Any proceeds realised by Maiya Dalip as a result of Execution Case No, 75 of 1937 would, clearly have belonged to Ramraja; that being so it is idle to pretend that those proceedings do not enure to his benefit.
11. There remains the last point taken by the appellants, namely, that the declaration in title Suit No. 31 of 1937 did not itself suffice to constitute Ramraja a transferee of the decree within the meaning of Order 21, Rule 16 and that therefore the present Execution case No. 42 of 1942 was incompetent. In this respect, great reliance was placed upon the decision of this Court in Shaikh Mohammad Anas and Another Vs. Bhupendra Prasad Shukul and Others, . In that case a obtained a decree for possession and mesne profits in 1920 and thereafter he assigned 7 annas interest in the same in favour of N, who took the assignment in the name of M. The amount of mesne profits was ascertained and a final decree was passed in 1923. In 1925, A and N applied for execution of the decree, but the execution was struck off as M claimed that he was the real assignee and the parties were referred to get the matter determined by a suit. N got the declaration that he was the real transferee, and thereafter in 1935, an application was filed for execution and the judgment-debtor asserted that the application for execution of the year 1925, was not in accordance with law and therefore the present application for execution of 1935 was barred by limitation. The headnote to that case goes on to state:
Held, that the transferee under a deed of assignment referred to in Rule 16 of Order 21, was the person named in the deed and not the real transferees" and
Held, also, that in view of the express provision of the law, Order 21. Rule 16, the mere fact that a declaration was made that N was the real transferee did not entitle him to levy execution.
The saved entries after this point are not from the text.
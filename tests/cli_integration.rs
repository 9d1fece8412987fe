//! CLI integration tests
//!
//! Tests the command-line interface end-to-end.

mod common;

use std::fs;
use std::io::Write;
use std::path::Path;
use std::process::{Command, Output, Stdio};
use tempfile::TempDir;

/// Path to the menc binary built for this test run
fn menc_bin() -> &'static str {
    env!("CARGO_BIN_EXE_menc")
}

/// Run menc with passphrase from stdin
fn run_menc_with_passphrase(args: &[&str], passphrase: &[u8]) -> Result<Output, std::io::Error> {
    let mut child = Command::new(menc_bin())
        .arg("--passphrase-stdin")
        .args(args)
        .env_remove("RUST_LOG")
        .stdin(Stdio::piped())
        .stdout(Stdio::piped())
        .stderr(Stdio::piped())
        .spawn()?;

    {
        let stdin = child.stdin.as_mut().expect("failed to open stdin");
        // Ignore BrokenPipe errors - the command may exit before reading stdin
        // if it encounters an error (e.g., file not found)
        let _ = stdin.write_all(passphrase);
    }

    child.wait_with_output()
}

fn path_str(path: &Path) -> &str {
    path.to_str().unwrap()
}

fn io_args<'a>(command: &'a str, input: &'a Path, output: &'a Path) -> [&'a str; 5] {
    [command, "-i", path_str(input), "-o", path_str(output)]
}

/// Run an `-i`/`-o` subcommand with the passphrase on stdin
fn run_io(command: &str, input: &Path, output: &Path, passphrase: &[u8]) -> Output {
    run_menc_with_passphrase(&io_args(command, input, output), passphrase)
        .expect("failed to run menc")
}

fn assert_success(result: &Output, what: &str) {
    assert!(
        result.status.success(),
        "{} failed: {}",
        what,
        String::from_utf8_lossy(&result.stderr)
    );
}

#[test]
fn test_encrypt_decrypt_roundtrip() {
    let temp_dir = TempDir::new().unwrap();
    let plaintext = temp_dir.path().join("hello.txt");
    let encrypted = temp_dir.path().join("hello.txt.menc");
    let decrypted = temp_dir.path().join("hello-decrypted.txt");

    fs::write(&plaintext, "Hello, menc!\n").unwrap();

    let result = run_io("encrypt", &plaintext, &encrypted, b"test");
    assert_success(&result, "encrypt");
    assert_eq!(&fs::read(&encrypted).unwrap()[..4], b"MENC");

    let result = run_io("decrypt", &encrypted, &decrypted, b"test");
    assert_success(&result, "decrypt");

    assert_eq!(
        fs::read_to_string(&decrypted).unwrap(),
        fs::read_to_string(&plaintext).unwrap()
    );
}

#[test]
fn test_short_aliases() {
    let temp_dir = TempDir::new().unwrap();
    let plaintext = temp_dir.path().join("plain.txt");
    let encrypted = temp_dir.path().join("plain.txt.menc");
    let decrypted = temp_dir.path().join("plain.out");

    fs::write(&plaintext, "alias check").unwrap();

    let result = run_io("e", &plaintext, &encrypted, b"pw");
    assert_success(&result, "e");

    let result = run_io("d", &encrypted, &decrypted, b"pw");
    assert_success(&result, "d");
    assert_eq!(fs::read_to_string(&decrypted).unwrap(), "alias check");
}

#[test]
fn test_passphrase_is_taken_verbatim() {
    let temp_dir = TempDir::new().unwrap();
    let plaintext = temp_dir.path().join("plain.txt");
    let encrypted = temp_dir.path().join("plain.txt.menc");
    let decrypted = temp_dir.path().join("plain.out");

    fs::write(&plaintext, "newline matters").unwrap();

    let result = run_io("encrypt", &plaintext, &encrypted, b"pw\n");
    assert_success(&result, "encrypt");

    let result = run_io("decrypt", &encrypted, &decrypted, b"pw");
    assert!(!result.status.success());
    assert!(!decrypted.exists());
}

#[test]
fn test_key_file_on_stdin() {
    const KEY: [u8; 4] = [0x00, 0xff, b'k', b'\n'];
    let temp_dir = TempDir::new().unwrap();
    let key_file = temp_dir.path().join("key.bin");
    let plaintext = temp_dir.path().join("plain.txt");
    let encrypted = temp_dir.path().join("plain.txt.menc");
    let decrypted = temp_dir.path().join("plain.out");

    fs::write(&key_file, KEY).unwrap();
    fs::write(&plaintext, "keyed by file").unwrap();

    let result = Command::new(menc_bin())
        .args(["--passphrase-stdin", "--log", "debug"])
        .args(io_args("encrypt", &plaintext, &encrypted))
        .env_remove("RUST_LOG")
        .stdin(fs::File::open(&key_file).unwrap())
        .output()
        .expect("failed to run menc");
    assert_success(&result, "encrypt");
    let stderr = String::from_utf8_lossy(&result.stderr);
    assert!(stderr.contains("output persisted"), "{}", stderr);
    assert!(stderr.contains("elapsed"), "{}", stderr);

    let result = run_io("decrypt", &encrypted, &decrypted, &KEY);
    assert_success(&result, "decrypt");
    assert_eq!(fs::read_to_string(&decrypted).unwrap(), "keyed by file");
}

#[test]
fn test_update_operation() {
    let temp_dir = TempDir::new().unwrap();
    let plaintext1 = temp_dir.path().join("plaintext1.txt");
    let plaintext2 = temp_dir.path().join("plaintext2.txt");
    let encrypted = temp_dir.path().join("encrypted.menc");
    let decrypted = temp_dir.path().join("decrypted.txt");

    fs::write(&plaintext1, "Original content").unwrap();
    let result = run_io("encrypt", &plaintext1, &encrypted, b"test");
    assert_success(&result, "encrypt");

    fs::write(&plaintext2, "Updated content").unwrap();
    let result = run_io("update", &plaintext2, &encrypted, b"test");
    assert_success(&result, "update");

    let result = run_io("decrypt", &encrypted, &decrypted, b"test");
    assert_success(&result, "decrypt");
    assert_eq!(fs::read_to_string(&decrypted).unwrap(), "Updated content");
}

#[test]
fn test_update_with_wrong_passphrase_fails() {
    let temp_dir = TempDir::new().unwrap();
    let plaintext1 = temp_dir.path().join("plaintext1.txt");
    let plaintext2 = temp_dir.path().join("plaintext2.txt");
    let encrypted = temp_dir.path().join("encrypted.menc");

    fs::write(&plaintext1, "Original").unwrap();
    let result = run_io("encrypt", &plaintext1, &encrypted, b"correct_password");
    assert_success(&result, "encrypt");
    let original = fs::read(&encrypted).unwrap();

    fs::write(&plaintext2, "Updated").unwrap();
    let result = run_io("update", &plaintext2, &encrypted, b"wrong_password");

    assert_eq!(result.status.code(), Some(1));
    let stderr = String::from_utf8_lossy(&result.stderr);
    assert!(
        stderr.contains("failed to verify") && stderr.contains("bad passphrase"),
        "Expected error message about verification, got: {}",
        stderr
    );
    assert_eq!(fs::read(&encrypted).unwrap(), original);
}

#[test]
fn test_decrypt_wrong_passphrase_reports_cause() {
    let temp_dir = TempDir::new().unwrap();
    let plaintext = temp_dir.path().join("plain.txt");
    let encrypted = temp_dir.path().join("plain.txt.menc");
    let decrypted = temp_dir.path().join("plain.out");

    fs::write(&plaintext, "abc").unwrap();
    let result = run_io("encrypt", &plaintext, &encrypted, b"pw");
    assert_success(&result, "encrypt");

    let result = run_io("decrypt", &encrypted, &decrypted, b"pwx");
    assert_eq!(result.status.code(), Some(1));
    let stderr = String::from_utf8_lossy(&result.stderr);
    assert!(stderr.contains("Error: failed to decrypt"), "{}", stderr);
    assert!(stderr.contains("caused by:"), "{}", stderr);
    assert!(!decrypted.exists());
}

#[test]
fn test_decrypt_nonexistent_file_fails() {
    let temp_dir = TempDir::new().unwrap();
    let nonexistent = temp_dir.path().join("nonexistent.menc");
    let output = temp_dir.path().join("output.txt");

    let result = run_io("decrypt", &nonexistent, &output, b"test");

    assert!(!result.status.success());
    assert!(!output.exists());
}

#[test]
fn test_terminal_required_without_stdin_flag() {
    let temp_dir = TempDir::new().unwrap();
    let plaintext = temp_dir.path().join("plain.txt");
    let encrypted = temp_dir.path().join("plain.txt.menc");
    fs::write(&plaintext, "data").unwrap();

    let result = Command::new(menc_bin())
        .args(io_args("encrypt", &plaintext, &encrypted))
        .env_remove("MENC_PASSPHRASE_STDIN")
        .stdin(Stdio::null())
        .output()
        .unwrap();

    assert_eq!(result.status.code(), Some(1));
    let stderr = String::from_utf8_lossy(&result.stderr);
    assert!(stderr.contains("not a terminal"), "{}", stderr);
    assert!(!encrypted.exists());
}

#[test]
fn test_passphrase_stdin_from_env() {
    let temp_dir = TempDir::new().unwrap();
    let plaintext = temp_dir.path().join("plain.txt");
    let encrypted = temp_dir.path().join("plain.txt.menc");
    fs::write(&plaintext, "data").unwrap();

    let mut child = Command::new(menc_bin())
        .args(io_args("encrypt", &plaintext, &encrypted))
        .env("MENC_PASSPHRASE_STDIN", "true")
        .stdin(Stdio::piped())
        .stdout(Stdio::piped())
        .stderr(Stdio::piped())
        .spawn()
        .unwrap();
    child.stdin.as_mut().unwrap().write_all(b"pw").unwrap();
    let result = child.wait_with_output().unwrap();

    assert_success(&result, "encrypt");
    assert!(encrypted.exists());
}

#[test]
fn test_inspect_prints_header() {
    let temp_dir = TempDir::new().unwrap();
    let plaintext = temp_dir.path().join("big.bin");
    let encrypted = temp_dir.path().join("big.bin.menc");
    fs::write(&plaintext, common::pattern(200_000)).unwrap();

    let result = run_io("encrypt", &plaintext, &encrypted, b"pw");
    assert_success(&result, "encrypt");

    let result = Command::new(menc_bin())
        .args(["inspect", "-i", path_str(&encrypted)])
        .output()
        .unwrap();
    assert_success(&result, "inspect");
    let stdout = String::from_utf8_lossy(&result.stdout);
    assert!(stdout.contains("version:     1"), "{}", stdout);
    assert!(stdout.contains("chunk_count: 4"), "{}", stdout);
}

#[test]
fn test_inspect_rejects_plain_file() {
    let temp_dir = TempDir::new().unwrap();
    let plaintext = temp_dir.path().join("plain.txt");
    fs::write(&plaintext, "this is not a menc container").unwrap();

    let result = Command::new(menc_bin())
        .args(["inspect", "-i", path_str(&plaintext)])
        .output()
        .unwrap();
    assert_eq!(result.status.code(), Some(1));
    let stderr = String::from_utf8_lossy(&result.stderr);
    assert!(stderr.contains("unrecognized as menc data"), "{}", stderr);
}

#[test]
fn test_empty_file_roundtrip() {
    let temp_dir = TempDir::new().unwrap();
    let plaintext = temp_dir.path().join("empty.txt");
    let encrypted = temp_dir.path().join("empty.txt.menc");
    let decrypted = temp_dir.path().join("empty-decrypted.txt");

    fs::write(&plaintext, b"").unwrap();

    let result = run_io("encrypt", &plaintext, &encrypted, b"test");
    assert_success(&result, "encrypt");
    assert_eq!(fs::metadata(&encrypted).unwrap().len(), 37 + 16);

    let result = run_io("decrypt", &encrypted, &decrypted, b"test");
    assert_success(&result, "decrypt");
    assert_eq!(fs::read(&decrypted).unwrap(), b"");
}

#[test]
fn test_large_file_roundtrip() {
    let temp_dir = TempDir::new().unwrap();
    let plaintext = temp_dir.path().join("large.bin");
    let encrypted = temp_dir.path().join("large.bin.menc");
    let decrypted = temp_dir.path().join("large-decrypted.bin");

    let large_content = common::pattern(1024 * 1024 + 7);
    fs::write(&plaintext, &large_content).unwrap();

    let result = run_io("encrypt", &plaintext, &encrypted, b"test");
    assert_success(&result, "encrypt");

    let result = run_io("decrypt", &encrypted, &decrypted, b"test");
    assert_success(&result, "decrypt");
    assert_eq!(fs::read(&decrypted).unwrap(), large_content);
}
12. In my opinion, the latter part of the headnote is inaccurate and misleading. What was held in that case was that the earlier application for execution in 1925 was invalid in that it was not made by a transferee of the decree, because the transferee under a deed of assignment is the person named therein as transferee and that when the executing Court, upon the objection by, the benamidar, referred N and M to the civil Court in order that their respective rights and obligations might be determined in a properly constituted suit, it had not decided by inference that if succeeded in obtaining a declaration of his rights then he would have been entitled to execute the decree at the time of the earlier application in 1925. That this is the true scope of the decision in that case is clear from the following extract from the judgment of Wort, J.:
It will be seen that the only question for decision whether the last application of 5-3-1935, is barred by limitation depends upon the validity, of the application of 14-7-1925, being the first application for execution. If for any reason it is held, as the Judge in the Court below has held, that the first application of 14-7-1925 was not in accordance with law within the meaning of Article 182, Limitation Act, then it is clear that all the subsequent applications must necessarily go, on one ground alone that they would be barred by limitation.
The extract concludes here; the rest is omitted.